OpenStar Technologies Limited
- Industry: Fusion power
- Founded: 2021; 5 years ago
- Founder: Ratu Mataira
- Headquarters: Wellington, New Zealand
- Number of employees: 55 (2025)
- Website: openstar.tech

= OpenStar =

New Zealand nuclear fusion company

OpenStar Technologies is a company based in Wellington, New Zealand, that is developing a nuclear fusion power reactor. It aims to build a series of devices that lead to a model able to supply electricity to the grid by the 2030s.

== History ==
The founder and CEO of OpenStar is Ratu Mataira, who has completed a Doctor of Philosophy (PhD) at the Robinson Research Institute, of Victoria University of Wellington. The institute focuses on superconductors. After Mataira first learned of the levitated dipole concept for fusion reactors in 2020, which the US government defunded in 2011, Mataira founded the company in 2021. According to 1News, OpenStar is the first New Zealand company to attempt to develop a nuclear fusion reactor.

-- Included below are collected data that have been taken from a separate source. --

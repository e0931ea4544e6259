use std::cell::RefCell;
use std::rc::Rc;

use tracing::trace;

/// Host-issued identifier of one pending frame callback.
#[derive(Debug, Copy, Clone, PartialEq, Eq, Hash)]
pub struct FrameHandle(pub i64);

/// Whatever actually delivers frames: `requestAnimationFrame` in the browser,
/// a manual pump in headless tools and tests.
pub trait FrameHost {
    /// Ask for one frame callback. `None` means the host refused.
    fn request_frame(&mut self) -> Option<FrameHandle>;
    fn cancel_frame(&mut self, handle: FrameHandle);
}

/// Owns at most one pending frame on a [`FrameHost`].
///
/// States: idle (`pending == None`) and running (`pending == Some`).
/// `request` while running is a no-op; `cancel` returns to idle.
pub struct FrameScheduler {
    host: Box<dyn FrameHost>,
    pending: Option<FrameHandle>,
    fired: u64,
}

impl FrameScheduler {
    pub fn new(host: Box<dyn FrameHost>) -> Self {
        Self {
            host,
            pending: None,
            fired: 0,
        }
    }

    pub fn is_pending(&self) -> bool {
        self.pending.is_some()
    }

    pub fn pending(&self) -> Option<FrameHandle> {
        self.pending
    }

    /// Returns `true` if a new frame was scheduled by this call.
    pub fn request(&mut self) -> bool {
        if self.pending.is_some() {
            return false;
        }
        self.pending = self.host.request_frame();
        trace!(handle = ?self.pending, "frame requested");
        self.pending.is_some()
    }

    /// Cancel the pending frame, if any. Returns `true` if one was cancelled.
    pub fn cancel(&mut self) -> bool {
        match self.pending.take() {
            Some(handle) => {
                self.host.cancel_frame(handle);
                trace!(?handle, "frame cancelled");
                true
            }
            None => false,
        }
    }

    /// Mark the pending frame as delivered.
    ///
    /// Returns `false` for a callback that no longer matches the pending
    /// handle (it was cancelled, or superseded).
    pub fn fire(&mut self, handle: FrameHandle) -> bool {
        if self.pending != Some(handle) {
            trace!(?handle, "stale frame ignored");
            return false;
        }
        self.pending = None;
        self.fired += 1;
        true
    }

    /// Frames delivered so far.
    pub fn fired(&self) -> u64 {
        self.fired
    }
}

impl std::fmt::Debug for FrameScheduler {
    fn fmt(&self, f: &mut std::fmt::Formatter<'_>) -> std::fmt::Result {
        f.debug_struct("FrameScheduler")
            .field("pending", &self.pending)
            .field("fired", &self.fired)
            .finish()
    }
}

#[derive(Debug, Default)]
struct ManualFrameLog {
    next: i64,
    pending: Vec<FrameHandle>,
    requested: usize,
    cancelled: usize,
}

/// Frame host pumped by hand; clones share one log.
#[derive(Debug, Clone, Default)]
pub struct ManualFrameHost {
    log: Rc<RefCell<ManualFrameLog>>,
}

impl ManualFrameHost {
    pub fn new() -> Self {
        Self::default()
    }

    /// Oldest outstanding frame, removed from the queue.
    pub fn take_next(&self) -> Option<FrameHandle> {
        let mut log = self.log.borrow_mut();
        if log.pending.is_empty() {
            None
        } else {
            Some(log.pending.remove(0))
        }
    }

    pub fn outstanding(&self) -> usize {
        self.log.borrow().pending.len()
    }

    pub fn requested(&self) -> usize {
        self.log.borrow().requested
    }

    pub fn cancelled(&self) -> usize {
        self.log.borrow().cancelled
    }
}

impl FrameHost for ManualFrameHost {
    fn request_frame(&mut self) -> Option<FrameHandle> {
        let mut log = self.log.borrow_mut();
        log.next += 1;
        let handle = FrameHandle(log.next);
        log.pending.push(handle);
        log.requested += 1;
        Some(handle)
    }

    fn cancel_frame(&mut self, handle: FrameHandle) {
        let mut log = self.log.borrow_mut();
        log.pending.retain(|h| *h != handle);
        log.cancelled += 1;
    }
}

#[cfg(test)]
mod tests {
    use super::{FrameScheduler, ManualFrameHost};

    #[test]
    fn at_most_one_frame_pending() {
        let host = ManualFrameHost::new();
        let mut sched = FrameScheduler::new(Box::new(host.clone()));
        assert!(sched.request());
        assert!(!sched.request());
        assert_eq!(host.requested(), 1);
        assert_eq!(host.outstanding(), 1);
    }

    #[test]
    fn fire_returns_to_idle_and_counts_frames() {
        let host = ManualFrameHost::new();
        let mut sched = FrameScheduler::new(Box::new(host.clone()));
        sched.request();
        let h = host.take_next().expect("handle");
        assert!(sched.fire(h));
        assert!(!sched.is_pending());
        assert_eq!(sched.fired(), 1);

        sched.request();
        let h = host.take_next().expect("handle");
        assert!(sched.fire(h));
        assert!(!sched.fire(h));
        assert_eq!(sched.fired(), 2);
    }

    #[test]
    fn cancelled_frame_is_ignored_when_it_fires_late() {
        let host = ManualFrameHost::new();
        let mut sched = FrameScheduler::new(Box::new(host.clone()));
        sched.request();
        let stale = sched.pending().expect("pending");
        assert!(sched.cancel());
        assert!(!sched.cancel());
        assert_eq!(host.cancelled(), 1);
        assert_eq!(host.outstanding(), 0);
        assert!(!sched.fire(stale));
        assert_eq!(sched.fired(), 0);
    }
}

By 2024, the company had raised a total of NZ$20 million. In 2024 Mataira estimated that the company would require between $500 million and $1 billion to successfully develop a fusion reactor. He has suggested that the pharmaceutical industry might be interested in OpenStar as the company could produce isotopes required by the pharmaceutical industry that are traditionally made using nuclear fission.

In November 2024, the company achieved the creation of plasma, which lasted for 20 seconds at 300,000 C. Temperatures in the hundreds of millions of degrees are required for fusion to occur. In February 2026 the New Zealand Government lent OpenStar $35 million through the Regional Development Fund. The company says that it will use this money to build a new research facility.

As of June 2025, OpenStar has 55 employees.

== Technology ==
OpenStar is developing a levitated dipole reactor, which uses a levitating superconducting toroidal battery-powered magnet that is placed and operates inside a vacuum chamber of cylindrical form modified with domed ends (a capsule or spherocylinder). Their first machine is named Marsden, after the English-New Zealand physicist Ernest Marsden, and its first magnet inside is named Junior. The vacuum chamber (Marsden) diameter is about 5 m; the magnet (Junior) diameter is about 1 m. In most magnetic confinement fusion reactor designs, such as a tokamak, the magnets are placed outside of the vacuum chamber. According to Mataira, "The core engineering challenge is how do you make a magnet that's surrounded by plasma operate for long enough to be useful".

The firm's reactors will use the hydrogen isotopes deuterium, which has one neutron, and tritium, which has two neutrons.